J'avais rencontré Florence Aubenas à Nancy, au Livre sur la place, en septembre dernier pour la remise du Prix Livre et Droits de l'Homme qui lui avait été décerné à l'unanimité.
Cette récompense couronne un ouvrage majeur sur le monde de la précarité dans la France d'aujourd'hui. La personnalité chaleureuse de l'auteur et le sujet de son témoignage m'avaient convaincue de lire son Quai de Ouistreham. Mais le temps est passé "comme une lettre à la poste" et ce n'est que maintenant que j'ai mis ce projet à exécution.
Le récit correspondait à l'idée que je me faisais de la précarité des femmes, car ce sont elles qui souffrent le plus de la crise de l'emploi. J'ai suffisamment vécu dans des milieux pas toujours privilégiés pour savoir combien il est périlleux de joindre les deux bouts, économiquement parlant. J'ai été surprise que Xavier Emmanuelli qui pourtant en connait un rayon sur le sujet de la précarité, en tant que président fondateur du Samu Social, ait reconnu qu’il ne savait rien jusque là cet outre-monde qui se cache derrière ces petits boulots qui sont à la fois une survie et une galère.

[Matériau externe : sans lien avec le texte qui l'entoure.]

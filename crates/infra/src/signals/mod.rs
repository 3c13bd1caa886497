//! Ephemeral signal store: TTL'd key/value pairs shared by the API and workers.
//!
//! Absence is a normal answer. A missing or expired key reads as `None`,
//! never as an error.

pub mod in_memory;
pub mod job_signals;
#[cfg(feature = "redis")]
pub mod redis;

use std::time::Duration;

use async_trait::async_trait;
use thiserror::Error;

pub use in_memory::InMemorySignalStore;
pub use job_signals::{JobSignals, SignalTtls};
#[cfg(feature = "redis")]
pub use self::redis::RedisSignalStore;

#[derive(Debug, Error)]
pub enum SignalStoreError {
    #[error("signal store backend error: {0}")]
    Backend(String),
    #[error("signal value is malformed: {0}")]
    Malformed(String),
}

impl SignalStoreError {
    pub fn is_transient(&self) -> bool {
        matches!(self, SignalStoreError::Backend(_))
    }
}

#[async_trait]
pub trait SignalStore: Send + Sync {
    /// Write `value`, replacing any previous value and resetting the TTL.
    async fn set(&self, key: &str, value: &str, ttl: Duration) -> Result<(), SignalStoreError>;

    async fn get(&self, key: &str) -> Result<Option<String>, SignalStoreError>;

    /// Read and delete in one step (single-use values).
    async fn take(&self, key: &str) -> Result<Option<String>, SignalStoreError>;

    async fn delete(&self, key: &str) -> Result<(), SignalStoreError>;
}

On se souvient de la jeune femme, otage, dont la photo flottait au fronton de tant d’hôtels de ville et de bâtiments publics jusqu’à ce jour du 12 juin 2005 où elle est revenue sur l’aéroport de Vélizy, avec le sourire qui ne la quitte pas. Elle aurait pu depuis « se la couler douce ». Mais non. Florence est de ceux qui sont toujours au combat.

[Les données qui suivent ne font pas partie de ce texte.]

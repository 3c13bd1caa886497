//! Job submission input and its validation.

use core::str::FromStr;

use serde::{Deserialize, Serialize};

use crate::error::JobError;
use crate::process_number::ProcessNumber;

/// How the worker selects the processes to retrieve.
#[derive(Debug, Clone, Copy, PartialEq, Eq, Hash, Serialize, Deserialize)]
#[serde(rename_all = "snake_case")]
pub enum RetrievalMode {
    /// An explicit list of process identifiers.
    ByNumber,
    /// Every process of a named task in the document source.
    ByTask,
    /// Every process carrying a tag.
    ByTag,
}

impl RetrievalMode {
    pub const fn as_str(self) -> &'static str {
        match self {
            RetrievalMode::ByNumber => "by_number",
            RetrievalMode::ByTask => "by_task",
            RetrievalMode::ByTag => "by_tag",
        }
    }
}

impl core::fmt::Display for RetrievalMode {
    fn fmt(&self, f: &mut core::fmt::Formatter<'_>) -> core::fmt::Result {
        f.write_str(self.as_str())
    }
}

impl FromStr for RetrievalMode {
    type Err = JobError;

    fn from_str(s: &str) -> Result<Self, Self::Err> {
        match s.trim() {
            "by_number" => Ok(RetrievalMode::ByNumber),
            "by_task" => Ok(RetrievalMode::ByTask),
            "by_tag" => Ok(RetrievalMode::ByTag),
            _ => Err(JobError::missing_params(
                "mode must be one of: by_number, by_task, by_tag",
            )),
        }
    }
}

/// Resolved, mode-specific parameters forwarded to the worker.
#[derive(Debug, Clone, PartialEq, Eq, Serialize, Deserialize)]
#[serde(tag = "mode", rename_all = "snake_case", rename_all_fields = "camelCase")]
pub enum RetrievalParams {
    ByNumber { process_numbers: Vec<ProcessNumber> },
    ByTask { task_name: String },
    ByTag {
        tag_id: Option<String>,
        tag_name: Option<String>,
    },
}

impl RetrievalParams {
    pub fn mode(&self) -> RetrievalMode {
        match self {
            RetrievalParams::ByNumber { .. } => RetrievalMode::ByNumber,
            RetrievalParams::ByTask { .. } => RetrievalMode::ByTask,
            RetrievalParams::ByTag { .. } => RetrievalMode::ByTag,
        }
    }
}

/// Login secret for the document source.
///
/// Travels only inside the queued work item; never persisted with the job and
/// never printed (`Debug` is redacted).
#[derive(Clone, PartialEq, Eq, Serialize, Deserialize)]
pub struct Credentials {
    pub username: String,
    pub password: String,
}

impl Credentials {
    pub fn new(username: impl Into<String>, password: impl Into<String>) -> Self {
        Self {
            username: username.into(),
            password: password.into(),
        }
    }

    fn is_complete(&self) -> bool {
        !self.username.trim().is_empty() && !self.password.is_empty()
    }
}

impl core::fmt::Debug for Credentials {
    fn fmt(&self, f: &mut core::fmt::Formatter<'_>) -> core::fmt::Result {
        f.debug_struct("Credentials")
            .field("username", &"<redacted>")
            .field("password", &"<redacted>")
            .finish()
    }
}

/// Unvalidated submission, as received from a caller.
#[derive(Debug, Clone, Default)]
pub struct CreateJobRequest {
    pub mode: Option<String>,
    pub credentials: Option<Credentials>,
    pub process_numbers: Vec<String>,
    pub task_name: Option<String>,
    pub tag_id: Option<String>,
    pub tag_name: Option<String>,
    pub profile: Option<String>,
}

/// Submission that passed validation.
#[derive(Debug, Clone, PartialEq, Eq)]
pub struct ValidatedRequest {
    pub credentials: Credentials,
    pub params: RetrievalParams,
    pub profile: Option<String>,
}

impl CreateJobRequest {
    /// Validate in a fixed order: credentials, mode, mode parameters.
    ///
    /// The first failure wins; nothing is written by validation.
    pub fn validate(self) -> Result<ValidatedRequest, JobError> {
        let credentials = self
            .credentials
            .filter(Credentials::is_complete)
            .ok_or(JobError::MissingCredentials)?;

        let mode = self
            .mode
            .as_deref()
            .ok_or_else(|| JobError::missing_params("mode is required"))?
            .parse::<RetrievalMode>()?;

        let params = match mode {
            RetrievalMode::ByNumber => {
                let process_numbers = parse_process_numbers(&self.process_numbers)?;
                RetrievalParams::ByNumber { process_numbers }
            }
            RetrievalMode::ByTask => {
                let task_name = non_blank(self.task_name)
                    .ok_or_else(|| JobError::missing_params("taskName is required for by_task"))?;
                RetrievalParams::ByTask { task_name }
            }
            RetrievalMode::ByTag => {
                let tag_id = non_blank(self.tag_id);
                let tag_name = non_blank(self.tag_name);
                if tag_id.is_none() && tag_name.is_none() {
                    return Err(JobError::missing_params(
                        "tagId or tagName is required for by_tag",
                    ));
                }
                RetrievalParams::ByTag { tag_id, tag_name }
            }
        };

        Ok(ValidatedRequest {
            credentials,
            params,
            profile: non_blank(self.profile),
        })
    }
}

fn parse_process_numbers(raw: &[String]) -> Result<Vec<ProcessNumber>, JobError> {
    if raw.iter().all(|n| n.trim().is_empty()) {
        return Err(JobError::missing_params(
            "at least one process number is required for by_number",
        ));
    }

    let mut numbers: Vec<ProcessNumber> = Vec::with_capacity(raw.len());
    for value in raw.iter().filter(|n| !n.trim().is_empty()) {
        let number = ProcessNumber::parse(value)?;
        if !numbers.contains(&number) {
            numbers.push(number);
        }
    }
    Ok(numbers)
}

fn non_blank(value: Option<String>) -> Option<String> {
    value
        .map(|v| v.trim().to_string())
        .filter(|v| !v.is_empty())
}
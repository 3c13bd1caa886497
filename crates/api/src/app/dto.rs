use serde::{Deserialize, Serialize};

use docket_retrieval::{CreateJobRequest, Credentials, Job};

// -------------------------
// Request DTOs
// -------------------------

#[derive(Debug, Default, Deserialize)]
#[serde(rename_all = "camelCase")]
pub struct CreateJobBody {
    pub mode: Option<String>,
    pub credentials: Option<CredentialsBody>,
    #[serde(default)]
    pub process_numbers: Vec<String>,
    pub task_name: Option<String>,
    pub tag_id: Option<String>,
    pub tag_name: Option<String>,
    pub profile: Option<String>,
}

/// Missing fields are kept as empty strings so validation reports
/// `MISSING_CREDENTIALS` instead of a body parse error.
#[derive(Default, Deserialize)]
pub struct CredentialsBody {
    #[serde(default)]
    pub username: String,
    #[serde(default)]
    pub password: String,
}

impl std::fmt::Debug for CredentialsBody {
    fn fmt(&self, f: &mut std::fmt::Formatter<'_>) -> std::fmt::Result {
        f.debug_struct("CredentialsBody")
            .field("username", &"<redacted>")
            .field("password", &"<redacted>")
            .finish()
    }
}

impl From<CreateJobBody> for CreateJobRequest {
    fn from(body: CreateJobBody) -> Self {
        CreateJobRequest {
            mode: body.mode,
            credentials: body
                .credentials
                .map(|c| Credentials::new(c.username, c.password)),
            process_numbers: body.process_numbers,
            task_name: body.task_name,
            tag_id: body.tag_id,
            tag_name: body.tag_name,
            profile: body.profile,
        }
    }
}

#[derive(Debug, Default, Deserialize)]
pub struct ListQuery {
    pub limit: Option<u32>,
    pub offset: Option<u32>,
}

#[derive(Debug, Deserialize)]
pub struct TwoFactorBody {
    #[serde(default)]
    pub code: String,
}

// -------------------------
// Response DTOs
// -------------------------

#[derive(Debug, Serialize)]
pub struct JobListResponse {
    pub jobs: Vec<Job>,
    pub total: u64,
}

#[derive(Debug, Serialize)]
pub struct MessageResponse {
    pub message: &'static str,
}
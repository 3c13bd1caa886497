//! At-least-once work queue keyed by job id.
//!
//! The job id is the deduplication key: while an id is waiting, running, or
//! within its retention window after acknowledgement, enqueueing it again is
//! a no-op. That is what keeps a job to at most one worker run.

pub mod in_memory;
#[cfg(feature = "redis")]
pub mod redis;

use async_trait::async_trait;
use thiserror::Error;

use docket_core::JobId;
use docket_retrieval::WorkItem;

pub use in_memory::InMemoryWorkQueue;
#[cfg(feature = "redis")]
pub use self::redis::RedisWorkQueue;

#[derive(Debug, Error)]
pub enum WorkQueueError {
    /// No command reached the backend; safe to retry.
    #[error("work queue unavailable: {0}")]
    Unavailable(String),
    #[error("work queue backend error: {0}")]
    Backend(String),
    #[error("work item serialization failed: {0}")]
    Serialization(String),
}

impl WorkQueueError {
    pub fn is_transient(&self) -> bool {
        matches!(self, WorkQueueError::Unavailable(_))
    }
}

#[derive(Debug, Clone, Copy, PartialEq, Eq)]
pub enum EnqueueOutcome {
    Queued,
    /// The id is already known; nothing was added.
    AlreadyQueued,
}

#[derive(Debug, Clone, Copy, PartialEq, Eq)]
pub enum RemoveOutcome {
    Removed,
    /// Already picked up, finished, or never queued.
    NotQueued,
}

#[async_trait]
pub trait WorkQueue: Send + Sync {
    async fn enqueue(&self, item: WorkItem) -> Result<EnqueueOutcome, WorkQueueError>;

    /// Claim the oldest waiting item, if any.
    async fn dequeue(&self) -> Result<Option<WorkItem>, WorkQueueError>;

    /// Mark a claimed item finished. Its payload (credentials) is dropped; the
    /// id keeps deduplicating for the retention window.
    async fn ack(&self, job_id: JobId) -> Result<(), WorkQueueError>;

    /// Hand a claimed item back to the head of the waiting list, payload
    /// intact, so the next `dequeue` picks it up again. No-op unless claimed.
    async fn release(&self, job_id: JobId) -> Result<(), WorkQueueError>;

    /// Best-effort removal of an item that has not been claimed yet.
    async fn remove(&self, job_id: JobId) -> Result<RemoveOutcome, WorkQueueError>;
}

Être reporter sans frontières ne signifie pas qu’il faille toujours aller très loin pour voyager et connaitre un autre monde. Il lui aura suffit d’aller à Caen pour effectuer une plongée dans un milieu dont on ne parlait pas jusqu’à maintenant. Elle s'est présentée comme une femme de 48 ans, ayant le bac mais aucune référence professionnelle à la recherche d'un emploi. Elle n'a réussi que péniblement à travailler comme agent de propreté en saisissant ce que la conseillère de Pôle Emploi appelait "la chance de sa vie".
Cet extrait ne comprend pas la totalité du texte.